(ABOUT THIS EXERCISE): In the entries below, the word "MultiTableMutationPlan" appears on some lines. Copy each of those lines.

*** SUPPLIED MATERIAL Section Begins ***

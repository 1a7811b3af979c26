//! Mutations of entities spanning several tables.

use std::sync::Arc;

use tracing::debug;

use crate::model::{EntityDescriptor, SoftDeleteMapping};
use crate::query::bindings::{BindValue, JdbcParameterBindings, ParameterBindings};
use crate::query::handle::{PublishedHandle, Resolved};
use crate::query::interpretation::{CacheableInterpretation, CompiledOperation};
use crate::query::mutation::{cleanup_for, execute_compiled_update};
use crate::query::options::QueryOptions;
use crate::query::profile::{
    profile_timer, record_profile_event, record_profile_timer, PlanProfileEvent, PlanProfileKind,
};
use crate::query::select::execute_compiled_query;
use crate::query::spi::{
    BulkOperationCleanup, ExecutionContext, HandlerBuild, MultiTableHandler, MultiTableStrategy,
    NonSelectQueryPlan,
};
use crate::query::translator::table_alias;
use crate::query::xref::ParameterCrossReference;
use crate::sql::{
    ColumnReference, SqlAssignment, SqlDelete, SqlExpression, SqlInsert, SqlPredicate,
    SqlStatement, SqlUpdate, TableReference,
};
use crate::tree::{DomainParameter, Expression, Predicate, SelectStatement, Selection, Statement};
use crate::types::{PlanError, Result, Row, Value};

/// Plan delegating to a [`MultiTableHandler`] built by the entity's
/// [`MultiTableStrategy`].
///
/// The handler is built once and published; it is rebuilt only when it
/// depends on the bound values and reports itself incompatible with the
/// current execution.
pub struct MultiTableMutationPlan {
    statement: Arc<Statement>,
    xref: Arc<ParameterCrossReference>,
    cleanup: BulkOperationCleanup,
    strategy: Arc<dyn MultiTableStrategy>,
    handle: PublishedHandle<dyn MultiTableHandler>,
}

impl MultiTableMutationPlan {
    /// Creates a plan for `statement` using `strategy`.
    pub fn new(
        statement: Arc<Statement>,
        xref: Arc<ParameterCrossReference>,
        descriptor: &EntityDescriptor,
        strategy: Arc<dyn MultiTableStrategy>,
    ) -> Self {
        Self {
            cleanup: cleanup_for(descriptor),
            statement,
            xref,
            strategy,
            handle: PublishedHandle::new(),
        }
    }

    /// Statement this plan executes.
    pub fn statement(&self) -> &Arc<Statement> {
        &self.statement
    }

    /// Currently published handler.
    pub fn current_handler(&self) -> Option<Arc<dyn MultiTableHandler>> {
        self.handle.current()
    }

    fn resolve(
        &self,
        ctx: &ExecutionContext<'_>,
    ) -> Result<(Arc<dyn MultiTableHandler>, JdbcParameterBindings)> {
        let handler = match self.handle.current() {
            Some(existing) => existing,
            None => match self.handle.get_or_build(|| self.build(ctx))? {
                Resolved::Built(built, bindings) => {
                    record_profile_event(PlanProfileEvent::HandlerBuild);
                    debug!(entity = %self.cleanup.entity, "plan.multi_table.build");
                    return Ok((built, bindings));
                }
                Resolved::Existing(existing) => existing,
            },
        };
        if !handler.depends_on_parameter_bindings()
            || handler.is_compatible_with(ctx.bindings, ctx.options)
        {
            let bindings = handler.create_parameter_bindings(ctx)?;
            return Ok((handler, bindings));
        }
        let (rebuilt, bindings) = self.handle.replace_with(|| self.build(ctx))?;
        record_profile_event(PlanProfileEvent::HandlerBuild);
        debug!(entity = %self.cleanup.entity, "plan.multi_table.rebuild");
        Ok((rebuilt, bindings))
    }

    fn build(
        &self,
        ctx: &ExecutionContext<'_>,
    ) -> Result<(Arc<dyn MultiTableHandler>, JdbcParameterBindings)> {
        let HandlerBuild {
            handler,
            first_bindings,
        } = self
            .strategy
            .build_handler(&self.statement, &self.xref, ctx)?;
        Ok((handler, first_bindings))
    }
}

impl NonSelectQueryPlan for MultiTableMutationPlan {
    fn execute_update(&self, ctx: &ExecutionContext<'_>) -> Result<u64> {
        ctx.session.schedule_bulk_cleanup(self.cleanup.clone());
        let (handler, bindings) = self.resolve(ctx)?;
        let count = handler.execute(&bindings, ctx)?;
        debug!(entity = %self.cleanup.entity, count, "plan.multi_table.execute");
        Ok(count)
    }
}

/// Multi-table strategy that selects the matching ids first and then issues
/// one statement per table with the ids inlined.
///
/// Deletes clear collection tables, then secondary tables in reverse
/// declaration order, then the root table. Soft-deleted entities instead
/// flip the indicator on the root table and leave every other table
/// untouched. Updates touch only tables with
/// assigned attributes. Inserts write the root table first. The reported
/// count is the root table's.
#[derive(Debug, Default, Clone, Copy)]
pub struct InlineIdStrategy;
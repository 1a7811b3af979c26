//! Domain-level and placeholder-level parameter bindings.

use std::sync::Arc;

use indexmap::IndexMap;
use rustc_hash::FxHashMap;

use crate::tree::ParameterKey;
use crate::types::{JdbcParameterId, PlanError, Result, Value, ValueType};

/// Value bound to a domain parameter.
#[derive(Clone, Debug, PartialEq)]
pub enum BindValue {
    /// One value.
    Single(Value),
    /// Collection value, expanded into one placeholder per element.
    Multi(Vec<Value>),
}

impl BindValue {
    /// Returns `true` for collection values.
    pub fn is_multi_valued(&self) -> bool {
        matches!(self, BindValue::Multi(_))
    }

    /// Type of the first non-null value.
    pub fn value_type(&self) -> ValueType {
        match self {
            BindValue::Single(value) => value.value_type(),
            BindValue::Multi(values) => values
                .iter()
                .find(|value| !value.is_null())
                .map(Value::value_type)
                .unwrap_or(ValueType::Unknown),
        }
    }
}

/// Values bound to the domain parameters of one execution.
#[derive(Clone, Debug, Default, PartialEq)]
pub struct ParameterBindings {
    values: IndexMap<ParameterKey, BindValue>,
}

impl ParameterBindings {
    /// Empty bindings.
    pub fn new() -> Self {
        Self::default()
    }

    /// Binds a value to a parameter key.
    pub fn bind(mut self, key: ParameterKey, value: BindValue) -> Self {
        self.values.insert(key, value);
        self
    }

    /// Binds a single value to `:name`.
    pub fn named(self, name: &str, value: impl Into<Value>) -> Self {
        self.bind(ParameterKey::Named(Arc::from(name)), BindValue::Single(value.into()))
    }

    /// Binds a collection to `:name`.
    pub fn named_multi(self, name: &str, values: Vec<Value>) -> Self {
        self.bind(ParameterKey::Named(Arc::from(name)), BindValue::Multi(values))
    }

    /// Binds a single value to `?position`.
    pub fn positional(self, position: u32, value: impl Into<Value>) -> Self {
        self.bind(ParameterKey::Positional(position), BindValue::Single(value.into()))
    }

    /// Binds in place.
    pub fn set(&mut self, key: ParameterKey, value: BindValue) {
        self.values.insert(key, value);
    }

    /// Bound value for `key`.
    pub fn get(&self, key: &ParameterKey) -> Option<&BindValue> {
        self.values.get(key)
    }

    /// Returns `true` if any binding is a collection.
    pub fn has_multi_valued(&self) -> bool {
        self.values.values().any(BindValue::is_multi_valued)
    }

    /// Returns `true` when nothing is bound.
    pub fn is_empty(&self) -> bool {
        self.values.is_empty()
    }

    /// Bindings in insertion order.
    pub fn iter(&self) -> impl Iterator<Item = (&ParameterKey, &BindValue)> {
        self.values.iter()
    }
}

/// Values bound to compiled placeholders.
#[derive(Clone, Debug, Default, PartialEq)]
pub struct JdbcParameterBindings {
    values: FxHashMap<JdbcParameterId, Value>,
}

impl JdbcParameterBindings {
    /// Empty bindings.
    pub fn new() -> Self {
        Self::default()
    }

    /// Binds a placeholder.
    pub fn insert(&mut self, id: JdbcParameterId, value: Value) {
        self.values.insert(id, value);
    }

    /// Bound value for a placeholder.
    pub fn get(&self, id: JdbcParameterId) -> Option<&Value> {
        self.values.get(&id)
    }

    /// Number of bound placeholders.
    pub fn len(&self) -> usize {
        self.values.len()
    }

    /// Returns `true` when nothing is bound.
    pub fn is_empty(&self) -> bool {
        self.values.is_empty()
    }

    /// Values in the given placeholder order.
    pub fn values_for(&self, order: &[JdbcParameterId]) -> Result<Vec<Value>> {
        order
            .iter()
            .map(|id| {
                self.values
                    .get(id)
                    .cloned()
                    .ok_or_else(|| PlanError::invariant(format!("placeholder {id} was never bound")))
            })
            .collect()
    }
}

#[cfg(test)]
mod tests {
    use super::*;

    #[test]
    fn detects_multi_valued_bindings() {
        let single = ParameterBindings::new().named("status", "OPEN");
        assert!(!single.has_multi_valued());
        let multi = single.named_multi("region", vec![Value::from("EU"), Value::from("US")]);
        assert!(multi.has_multi_valued());
    }

    #[test]
    fn values_for_reports_unbound_placeholders() {
        let mut jdbc = JdbcParameterBindings::new();
        jdbc.insert(JdbcParameterId(0), Value::Int(1));
        assert_eq!(
            jdbc.values_for(&[JdbcParameterId(0)]).expect("bound"),
            vec![Value::Int(1)]
        );
        let err = jdbc
            .values_for(&[JdbcParameterId(0), JdbcParameterId(1)])
            .expect_err("unbound");
        assert!(err.is_invariant());
    }
}
//! Translated statements and the cached interpretation built from them.

use std::sync::Arc;

use indexmap::IndexMap;
use smallvec::SmallVec;

use crate::query::bindings::{BindValue, JdbcParameterBindings, ParameterBindings};
use crate::query::options::{Limit, LockOptions, QueryOptions};
use crate::sql::{RenderedSql, SqlStatement};
use crate::tree::DomainParameter;
use crate::types::{JdbcParameterId, PlanError, Result, ValueType};

/// Placeholders allocated for one occurrence of a domain parameter.
pub type OccurrenceSlots = SmallVec<[JdbcParameterId; 4]>;

#[derive(Clone, Debug, Default, PartialEq, Eq)]
struct ParameterSlots {
    occurrences: Vec<OccurrenceSlots>,
    expanded_len: Option<usize>,
}

/// Maps each domain parameter to the placeholders compiled for it.
#[derive(Clone, Debug, Default, PartialEq, Eq)]
pub struct ParameterIndex {
    entries: IndexMap<DomainParameter, ParameterSlots>,
}

impl ParameterIndex {
    /// Empty index.
    pub fn new() -> Self {
        Self::default()
    }

    /// Records a single-valued occurrence.
    pub fn push_single(&mut self, parameter: DomainParameter, id: JdbcParameterId) {
        let mut slots = OccurrenceSlots::new();
        slots.push(id);
        self.entries
            .entry(parameter)
            .or_default()
            .occurrences
            .push(slots);
    }

    /// Records an occurrence expanded to one placeholder per bound value.
    pub fn push_expanded(
        &mut self,
        parameter: DomainParameter,
        ids: OccurrenceSlots,
    ) -> Result<()> {
        let entry = self.entries.entry(parameter.clone()).or_default();
        match entry.expanded_len {
            Some(len) if len != ids.len() => {
                return Err(PlanError::invariant(format!(
                    "{parameter} expanded to {} and {len} placeholders",
                    ids.len()
                )))
            }
            None if !entry.occurrences.is_empty() => {
                return Err(PlanError::MultiValuedNotAllowed {
                    parameter: parameter.to_string(),
                })
            }
            _ => {}
        }
        entry.expanded_len = Some(ids.len());
        entry.occurrences.push(ids);
        Ok(())
    }

    /// Returns `true` if any parameter was expanded.
    pub fn has_expansions(&self) -> bool {
        self.entries.values().any(|slots| slots.expanded_len.is_some())
    }

    /// Number of indexed domain parameters.
    pub fn len(&self) -> usize {
        self.entries.len()
    }

    /// Returns `true` when nothing is indexed.
    pub fn is_empty(&self) -> bool {
        self.entries.is_empty()
    }

    /// Placeholders of every occurrence of `parameter`.
    pub fn slots_for(&self, parameter: &DomainParameter) -> &[OccurrenceSlots] {
        self.entries
            .get(parameter)
            .map(|slots| slots.occurrences.as_slice())
            .unwrap_or(&[])
    }

    /// Whether `bindings` have the shape this index was compiled for.
    pub fn accepts(&self, bindings: &ParameterBindings) -> bool {
        self.entries.iter().all(|(parameter, slots)| {
            match (bindings.get(parameter.key()), slots.expanded_len) {
                (Some(BindValue::Single(_)), None) => true,
                (Some(BindValue::Multi(values)), Some(len)) => values.len() == len,
                _ => false,
            }
        })
    }

    /// Derives placeholder bindings from domain bindings.
    pub fn bind(&self, bindings: &ParameterBindings) -> Result<JdbcParameterBindings> {
        let mut jdbc = JdbcParameterBindings::new();
        for (parameter, slots) in &self.entries {
            let bound = bindings
                .get(parameter.key())
                .ok_or_else(|| PlanError::MissingBinding {
                    parameter: parameter.to_string(),
                })?;
            match (bound, slots.expanded_len) {
                (BindValue::Single(value), None) => {
                    for occurrence in &slots.occurrences {
                        for id in occurrence {
                            jdbc.insert(*id, value.clone());
                        }
                    }
                }
                (BindValue::Multi(values), Some(len)) if values.len() == len => {
                    for occurrence in &slots.occurrences {
                        for (id, value) in occurrence.iter().zip(values) {
                            jdbc.insert(*id, value.clone());
                        }
                    }
                }
                _ => {
                    return Err(PlanError::invariant(format!(
                        "binding for {parameter} no longer matches the compiled statement"
                    )))
                }
            }
        }
        Ok(jdbc)
    }
}

/// Output of the statement translator.
#[derive(Clone, Debug)]
pub struct TranslatedStatement {
    /// Compiled low-level statement.
    pub statement: SqlStatement,
    /// Placeholders per domain parameter.
    pub parameter_index: ParameterIndex,
    /// Bindable type resolved per domain parameter.
    pub resolved_types: IndexMap<DomainParameter, ValueType>,
}

/// Executable form of a compiled statement.
#[derive(Clone, Debug, PartialEq, Eq)]
pub struct CompiledOperation {
    /// Statement text.
    pub sql: Arc<str>,
    /// Placeholder identities in binding order.
    pub parameter_order: Vec<JdbcParameterId>,
    /// Tables the statement touches.
    pub affected_tables: Vec<Arc<str>>,
}

impl CompiledOperation {
    /// Pairs rendered text with the tables of `statement`.
    pub fn new(rendered: RenderedSql, statement: &SqlStatement) -> Self {
        Self {
            sql: Arc::from(rendered.sql),
            parameter_order: rendered.parameter_order,
            affected_tables: statement.affected_tables(),
        }
    }
}

/// Immutable result of translating a statement for reuse across executions.
///
/// Never mutated after construction; an incompatible interpretation is
/// replaced by a fresh one.
#[derive(Debug)]
pub struct CacheableInterpretation {
    statement: Arc<SqlStatement>,
    operation: CompiledOperation,
    parameter_index: ParameterIndex,
    resolved_types: IndexMap<DomainParameter, ValueType>,
    applied_lock: LockOptions,
    applied_limit: Option<Limit>,
}

impl CacheableInterpretation {
    /// Assembles an interpretation. `applied_limit` is `None` for mutations.
    pub fn new(
        statement: SqlStatement,
        operation: CompiledOperation,
        parameter_index: ParameterIndex,
        resolved_types: IndexMap<DomainParameter, ValueType>,
        options: &QueryOptions,
        applied_limit: Option<Limit>,
    ) -> Self {
        Self {
            statement: Arc::new(statement),
            operation,
            parameter_index,
            resolved_types,
            applied_lock: options.lock_options().clone(),
            applied_limit,
        }
    }

    /// Compiled statement.
    pub fn statement(&self) -> &Arc<SqlStatement> {
        &self.statement
    }

    /// Executable operation.
    pub fn operation(&self) -> &CompiledOperation {
        &self.operation
    }

    /// Placeholder index.
    pub fn parameter_index(&self) -> &ParameterIndex {
        &self.parameter_index
    }

    /// Resolved parameter types.
    pub fn resolved_types(&self) -> &IndexMap<DomainParameter, ValueType> {
        &self.resolved_types
    }

    /// Lock options the statement was compiled with.
    pub fn applied_lock(&self) -> &LockOptions {
        &self.applied_lock
    }

    /// Returns `true` when the compiled text depends on the shape of the
    /// bound values.
    pub fn depends_on_parameter_bindings(&self) -> bool {
        self.parameter_index.has_expansions()
    }

    /// Whether this interpretation can serve an execution with these inputs.
    pub fn is_compatible_with(&self, bindings: &ParameterBindings, options: &QueryOptions) -> bool {
        if self.applied_lock != *options.lock_options() {
            return false;
        }
        if let Some(limit) = &self.applied_limit {
            if *limit != options.limit {
                return false;
            }
        }
        self.parameter_index.accepts(bindings)
    }

    /// Placeholder bindings for one execution.
    pub fn bind(&self, bindings: &ParameterBindings) -> Result<JdbcParameterBindings> {
        self.parameter_index.bind(bindings)
    }
}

*** SUPPLIED MATERIAL Section Ends ***

(THE COMPLETED TASK):
pub struct MultiTableMutationPlan {
impl MultiTableMutationPlan {
impl NonSelectQueryPlan for MultiTableMutationPlan {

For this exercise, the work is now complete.